The morning after I watched the Gus Van Sant-directed, Sean Penn-starring, Dustin Lance Black-written Milk, would you believe I was inspired? But funny enough, what inspired me was Milk more so than Milk. An image I recalled wasn’t even in the film. It was a photo of Supervisor Harvey Milk, one of the first openly gay elected officials in the U.S., riding on the hood of a car in a San Francisco Gay Pride march, holding a sign that reads, “I’m From Woodmere, N.Y.” The sign was intended to show how far people came to attend the San Francisco rally, but it meant something more to me. It meant that there are gay people in every small town and every big city across America and the world. I was thinking about that photo in between assaults on the snooze button and I responded to Harvey’s sign. I’m from Driftwood.

An accomplished copy-writer for some of the biggest companies in the world, Manske is indeed from Driftwood, Texas, but has lived in Brooklyn, New York since 2003. Imfromdriftwood.com recently attracted it 100th submission!  Add your own story to the site and then join us on June 10th for a reading by Manske and friends of some of the most compelling work.

Manske will be joined by these three incredible memoir and documentary artists for one night only!

Sarah McEneaney shares a series of thoughtfully rendered personal narrative paintings covering the flux of human experience ranging from the mundane to the acutely traumatic. (Salon Preview)

Stephanie Yuhas reads from “American Goulash,” a collection of stories about growing up a first-born American daughter to an all-Transylvanian family. (Salon Preview) American Goulash website.

Michael M. Koehler shares PARADE, a photo essay exploring his relationship to Philadelphia, mediated through images of this city’s iconic Mummers. (Salon Preview) Michaelmkoehler.com

The Salon takes place at the Laurie Beechman Cabaret (601 S. Broad St.) and runs from 7:3opm to 9:30pm
Admission is $8, seating is limited, and we typically sell out!  Please buy your tickets in advance.

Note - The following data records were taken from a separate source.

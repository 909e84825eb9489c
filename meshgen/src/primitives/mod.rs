//! Primitive tessellators
//!
//! One routine per parametric shape, implemented on `MeshGenerator` so they
//! share its division number and normal/bounding box settings. All shapes are
//! centered at the origin with Y up, and wind their triangles counter-clockwise
//! seen from outside.
//!
//! | Shape    | Crease angle | Primitive descriptor | UVs |
//! |----------|--------------|----------------------|-----|
//! | box      | 0            | `Box`                | yes |
//! | sphere   | π            | `Sphere`             | yes |
//! | cylinder | π/2          | `Cylinder`           | yes |
//! | cone     | π/2          | `Cone`               | yes |
//! | capsule  | π            | `Capsule`            | no  |
//! | disc     | (flat)       | none                 | no  |
//! | torus    | π            | none                 | no  |
//! | arrow    | (merged)     | none                 | no  |

mod composite;
mod revolved;
mod simple;


/// Face groups of a cylinder to generate
#[derive(Debug, Clone, Copy, PartialEq, Eq)]
pub struct CylinderFaces {
    pub bottom: bool,
    pub top: bool,
    pub side: bool,
}

impl Default for CylinderFaces {
    fn default() -> Self {
        Self::ALL
    }
}

impl CylinderFaces {
    pub const ALL: Self = Self {
        bottom: true,
        top: true,
        side: true,
    };
}

/// Face groups of a cone to generate
#[derive(Debug, Clone, Copy, PartialEq, Eq)]
pub struct ConeFaces {
    pub bottom: bool,
    pub side: bool,
}

impl Default for ConeFaces {
    fn default() -> Self {
        Self::ALL
    }
}

impl ConeFaces {
    pub const ALL: Self = Self {
        bottom: true,
        side: true,
    };
}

At the June 10th Salon, Stephanie Yuhas will share “American Goulash”, a series of humorous stories about her childhood as a first-born American to a Translyvanian family.  “American Goulash” is a written self-exploration that preserves old stories, tales, and idiosyncrasies from her own past.  Her work is, more broadly, an encouragement to all people to speak to their elders and learn from and share their family histories. You can read some of the stories at the American Goulash website.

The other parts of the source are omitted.